Alamgir reviews a number of police reports and citizen’s letters to the state and concludes that there were three factors at work. First, the hostile Czechoslovak speakers in the reports “carved out for themselves the identity of model socialist citizens, who appreciate both the opportunity for, and the value of, “honest work.” Using this identity, they would then portray the foreign workers as willfully violating socialist precepts, thus allowing themselves to express hostility against foreign workers without fearing official reprisals since, technically, they were echoing the state’s ideology” (p. 310). In other words, official ideology was used as both explanation and justification for a public discourse coming into an increasingly racialized view of Vietnamese, Cuban, and African (but not Polish) workers.
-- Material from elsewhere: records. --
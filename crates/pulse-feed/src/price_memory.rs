//! Last-observed-price memory.
//!
//! Keeps exactly one observation per symbol so the price feed can derive
//! a period-over-period percentage change when the upstream payload does
//! not supply `change_24h`.

use dashmap::DashMap;
use rust_decimal::Decimal;
use serde::Serialize;
use std::sync::Arc;

/// Result of recording one price observation.
#[derive(Debug, Clone, Copy, PartialEq, Eq, Serialize)]
pub struct PriceTick {
    /// The observed price.
    pub price: Decimal,
    /// Change from the previous observation, percent, 2 decimals.
    pub change_percent: Decimal,
}

/// Keyed store of the most recent observed price per symbol.
///
/// O(1) space per tracked symbol, overwritten on every successful price
/// fetch. Symbol slots are independent; concurrent updates to distinct
/// symbols never interact.
#[derive(Debug, Default)]
pub struct PriceMemory {
    last: DashMap<String, Decimal>,
}

impl PriceMemory {
    /// Create an empty price memory.
    #[must_use]
    pub fn new() -> Self {
        Self {
            last: DashMap::new(),
        }
    }

    /// Create a price memory wrapped in Arc for sharing.
    #[must_use]
    pub fn new_shared() -> Arc<Self> {
        Arc::new(Self::new())
    }

    /// Record an observation and return the derived delta.
    ///
    /// The very first observation of a symbol has no prior baseline and
    /// reports a change of exactly 0.00%, not an error. The baseline
    /// becomes the current price either way. A stored baseline of zero
    /// is treated the same as no baseline.
    pub fn update(&self, symbol: &str, price: Decimal) -> PriceTick {
        let previous = self.last.insert(symbol.to_string(), price);

        let change_percent = match previous {
            Some(prev) if !prev.is_zero() => {
                ((price - prev) / prev * Decimal::ONE_HUNDRED).round_dp(2)
            }
            _ => Decimal::ZERO,
        };

        PriceTick {
            price,
            change_percent,
        }
    }

    /// Last observed price for a symbol.
    #[must_use]
    pub fn last_price(&self, symbol: &str) -> Option<Decimal> {
        self.last.get(symbol).map(|p| *p)
    }

    /// Number of tracked symbols.
    #[must_use]
    pub fn symbol_count(&self) -> usize {
        self.last.len()
    }

    /// Drop the baseline for one symbol.
    pub fn clear(&self, symbol: &str) {
        self.last.remove(symbol);
    }

    /// Drop all baselines.
    pub fn clear_all(&self) {
        self.last.clear();
    }
}

/// Thread-safe handle to PriceMemory.
pub type PriceMemoryHandle = Arc<PriceMemory>;

#[cfg(test)]
mod tests {
    use super::*;
    use rust_decimal_macros::dec;

    #[test]
    fn test_first_observation_is_zero_percent() {
        let memory = PriceMemory::new();
        let tick = memory.update("BTC", dec!(100));
        assert_eq!(tick.price, dec!(100));
        assert_eq!(tick.change_percent, dec!(0.00));
    }

    #[test]
    fn test_delta_from_previous_observation() {
        let memory = PriceMemory::new();
        memory.update("BTC", dec!(100));
        let tick = memory.update("BTC", dec!(110));
        assert_eq!(tick.change_percent, dec!(10.00));
    }

    #[test]
    fn test_negative_delta() {
        let memory = PriceMemory::new();
        memory.update("ETH", dec!(2000));
        let tick = memory.update("ETH", dec!(1900));
        assert_eq!(tick.change_percent, dec!(-5.00));
    }

    #[test]
    fn test_delta_rounded_to_two_decimals() {
        let memory = PriceMemory::new();
        memory.update("SOL", dec!(3));
        let tick = memory.update("SOL", dec!(4));
        // 33.333...% rounds to 33.33
        assert_eq!(tick.change_percent, dec!(33.33));
    }

    #[test]
    fn test_baseline_advances_on_each_update() {
        let memory = PriceMemory::new();
        memory.update("BTC", dec!(100));
        memory.update("BTC", dec!(110));
        let tick = memory.update("BTC", dec!(110));
        assert_eq!(tick.change_percent, dec!(0.00));
        assert_eq!(memory.last_price("BTC"), Some(dec!(110)));
    }

    #[test]
    fn test_symbols_are_independent() {
        let memory = PriceMemory::new();
        memory.update("BTC", dec!(100));
        memory.update("ETH", dec!(2000));

        let btc = memory.update("BTC", dec!(105));
        let eth = memory.update("ETH", dec!(2000));
        assert_eq!(btc.change_percent, dec!(5.00));
        assert_eq!(eth.change_percent, dec!(0.00));
        assert_eq!(memory.symbol_count(), 2);
    }

    #[test]
    fn test_zero_baseline_treated_as_first_observation() {
        let memory = PriceMemory::new();
        memory.update("DUST", dec!(0));
        let tick = memory.update("DUST", dec!(5));
        assert_eq!(tick.change_percent, dec!(0.00));
    }

    #[test]
    fn test_clear() {
        let memory = PriceMemory::new();
        memory.update("BTC", dec!(100));
        memory.clear("BTC");
        assert!(memory.last_price("BTC").is_none());

        let tick = memory.update("BTC", dec!(200));
        assert_eq!(tick.change_percent, dec!(0.00));
    }
}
Second, many Czechoslovak citizens perceived the Vietnamese workers to not have the appropriate “gratitude” towards Czechoslovakia for having provided them with work and wage. This attitude reflects the hierarchical and paternalistic civilizing mission discussed earlier in the dissertation, and the perceived ingratitude among the Vietnamese rationalized hostility, including that in racial terms. Finally, complaints against the Vietnamese served as reminders of the Czechoslovak state’s obligation to maintain the standards of living for its proper socialist citizens. Ironically, the perception of some 60,000 Vietnamese living in the Czech Republic today has changed again, as they are “routinely compared to, and contrasted with, the Roma, echoing the ‘model minority’ discourse familiar in the United States” (p. 320). This last point illustrates further the elasticity of race as a social category, albeit rooted in a historical context of socialist internationalism during the Cold War era.
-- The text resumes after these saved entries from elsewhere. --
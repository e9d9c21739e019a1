//! Prometheus metrics and structured logging for the pulse monitor.
//!
//! - Per-feed gauges and counters for poll outcomes and data freshness
//! - Structured JSON logging with tracing

pub mod error;
pub mod logging;
pub mod metrics;

pub use error::{TelemetryError, TelemetryResult};
pub use logging::init_logging;
pub use metrics::{render, Metrics};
This review barely does justice to this dissertation. Left unsaid, for instance, are a number of references and comparisons to labor migration in capitalist countries that should benefit scholars of capitalist labor. Or, it has not mentioned changes in the organizational make-up of Vietnamese group leaders and interpreters that contributed to “beleaguered internationalism” during the 1980s. It is not an insignificant point to the scholarship on Vietnamese bureaucracy and politics.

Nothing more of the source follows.